Glenn Tarcea | 1 Mar 03:43 2010
Picon

Review: Change for handling invalid threads after fork in MacOSX

Hi,

Could someone review this change and let me know if it would potentially be acceptable?

The problem this solves is when a fork() is done the threads in the parent no longer exist in the child.
However perform_thread_post_mortem() will still attempt to access these invalid threads.

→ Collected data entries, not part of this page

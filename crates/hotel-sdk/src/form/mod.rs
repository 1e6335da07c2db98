//! Hotel edit form model
//!
//! Plain-data controls with the validators of the edit screen. The form
//! produces [`FormSnapshot`](crate::validation::FormSnapshot)s for the error
//! mapper and merges its values back into a [`Hotel`](hotel_client::Hotel).

mod control;
mod hotel_form;
mod validators;

pub use control::FormControl;
pub use hotel_form::{HotelForm, DESCRIPTION, HOTEL_NAME, PRICE, RATING};
pub use validators::{integer_pattern, Validator};
//! In-memory backend used by the unit tests

use async_trait::async_trait;
use hotel_client::{Category, ClientError, Hotel, HotelBackend, HotelId, HotelInput, Result};
use std::sync::atomic::{AtomicU64, AtomicUsize, Ordering};
use std::sync::Mutex;

/// Route `tracing` output to the test harness; honours `RUST_LOG`
pub fn init_tracing() {
    let _ = tracing_subscriber::fmt()
        .with_env_filter(tracing_subscriber::EnvFilter::from_default_env())
        .with_test_writer()
        .try_init();
}

/// Backend fake that records every call
pub struct FakeBackend {
    hotels: Mutex<Vec<Hotel>>,
    categories: Vec<Category>,
    failure: Mutex<Option<ClientError>>,
    next_id: AtomicU64,
    pub last_created: Mutex<Option<HotelInput>>,
    pub hotel_fetches: AtomicUsize,
    pub category_fetches: AtomicUsize,
    pub item_fetches: AtomicUsize,
    pub creates: AtomicUsize,
    pub updates: AtomicUsize,
    pub deletes: AtomicUsize,
}

impl FakeBackend {
    pub fn with_hotels(hotels: Vec<Hotel>) -> Self {
        let next_id = hotels.iter().map(|h| h.id).max().unwrap_or(0) + 1;
        Self {
            hotels: Mutex::new(hotels),
            categories: Category::defaults(),
            failure: Mutex::new(None),
            next_id: AtomicU64::new(next_id),
            last_created: Mutex::new(None),
            hotel_fetches: AtomicUsize::new(0),
            category_fetches: AtomicUsize::new(0),
            item_fetches: AtomicUsize::new(0),
            creates: AtomicUsize::new(0),
            updates: AtomicUsize::new(0),
            deletes: AtomicUsize::new(0),
        }
    }

    pub fn failing(err: ClientError) -> Self {
        let backend = Self::with_hotels(vec![]);
        backend.fail_with(Some(err));
        backend
    }

    /// Make every subsequent call fail (or succeed again with `None`)
    pub fn fail_with(&self, err: Option<ClientError>) {
        *self.failure.lock().unwrap() = err;
    }

    pub fn set_next_id(&self, id: HotelId) {
        self.next_id.store(id, Ordering::SeqCst);
    }

    /// Add a hotel server-side without going through the API
    pub fn insert(&self, hotel: Hotel) {
        self.hotels.lock().unwrap().push(hotel);
    }

    pub fn total_calls(&self) -> usize {
        [
            &self.hotel_fetches,
            &self.category_fetches,
            &self.item_fetches,
            &self.creates,
            &self.updates,
            &self.deletes,
        ]
        .iter()
        .map(|c| c.load(Ordering::SeqCst))
        .sum()
    }

    fn check(&self) -> Result<()> {
        match self.failure.lock().unwrap().clone() {
            Some(err) => Err(err),
            None => Ok(()),
        }
    }
}

#[async_trait]
impl HotelBackend for FakeBackend {
    async fn fetch_hotels(&self) -> Result<Vec<Hotel>> {
        self.hotel_fetches.fetch_add(1, Ordering::SeqCst);
        self.check()?;
        Ok(self.hotels.lock().unwrap().clone())
    }

    async fn fetch_categories(&self) -> Result<Vec<Category>> {
        self.category_fetches.fetch_add(1, Ordering::SeqCst);
        self.check()?;
        Ok(self.categories.clone())
    }

    async fn fetch_hotel(&self, id: HotelId) -> Result<Option<Hotel>> {
        self.item_fetches.fetch_add(1, Ordering::SeqCst);
        self.check()?;
        let hotels = self.hotels.lock().unwrap();
        Ok(hotels.iter().find(|h| h.id == id).cloned())
    }

    async fn create_hotel(&self, input: &HotelInput) -> Result<Hotel> {
        self.creates.fetch_add(1, Ordering::SeqCst);
        self.check()?;
        *self.last_created.lock().unwrap() = Some(input.clone());

        let hotel = Hotel {
            id: self.next_id.fetch_add(1, Ordering::SeqCst),
            hotel_name: input.hotel_name.clone(),
            description: input.description.clone(),
            price: input.price,
            rating: input.rating,
            image_url: input.image_url.clone(),
            tags: input.tags.clone(),
            category_id: input.category_id,
            category: None,
        };
        self.hotels.lock().unwrap().push(hotel.clone());
        Ok(hotel)
    }

    async fn update_hotel(&self, hotel: &Hotel) -> Result<Hotel> {
        self.updates.fetch_add(1, Ordering::SeqCst);
        self.check()?;

        let mut hotels = self.hotels.lock().unwrap();
        match hotels.iter_mut().find(|h| h.id == hotel.id) {
            Some(existing) => {
                *existing = hotel.clone();
                Ok(hotel.clone())
            }
            None => Err(ClientError::Backend {
                status: 404,
                body: format!("hotel {} not found", hotel.id),
            }),
        }
    }

    async fn delete_hotel(&self, id: HotelId) -> Result<()> {
        self.deletes.fetch_add(1, Ordering::SeqCst);
        self.check()?;
        self.hotels.lock().unwrap().retain(|h| h.id != id);
        Ok(())
    }
}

In MacOSX
this leads to a number of test failures because gc_assert() is doing an abort when pthead_join() returns a
non-zero value (which it does when given an invalid thread).

Note: I'm not submitting this yet as an official patch request for the following reasons:

1. I don't understand why the current code works on Linux systems and fails on MacOSX. Since I didn't have a
Linux system handy this weekend I couldn't investigate that aspect.
2. The good news: This change causes tests that used to fail on MacOSX to succeed. The bad news: This is
turning up other bugs, and in particular threads.impure.lisp has a section of code that hangs. I haven't
tracked down why this is happening (but I can easily reproduce it on my system) but since this bug has
probably existed in the MacOSX port for a while I'd prefer to fix it as well before suggesting anything for
potential inclusion.

For this change I just want to make sure it seems reasonable. I haven't submitted any patches to SBCL before
and want to make sure I am following any needed protocols. I can provide more details if needed.

Thanks,

Glenn
Attachment (thread.c.patch): application/octet-stream, 2019 bytes

V. Glenn Tarcea
(Continue reading)

Faré | 1 Mar 04:05 2010
Picon

Re: Review: Change for handling invalid threads after fork in MacOSX

Dear Glenn,

it would be very nice if you could get thread cleanup after fork to
work, but before you try it, you might want to read my post:
Of threads, forks and PCLSRing in high-level languages
http://fare.livejournal.com/148185.html

[ François-René ÐVB Rideau | Reflection&Cybernethics | http://fare.tunes.org ]
Sir, I don't care which utopia you want to live in. I care for the force
you propose to use to prevent other people from living their own lives.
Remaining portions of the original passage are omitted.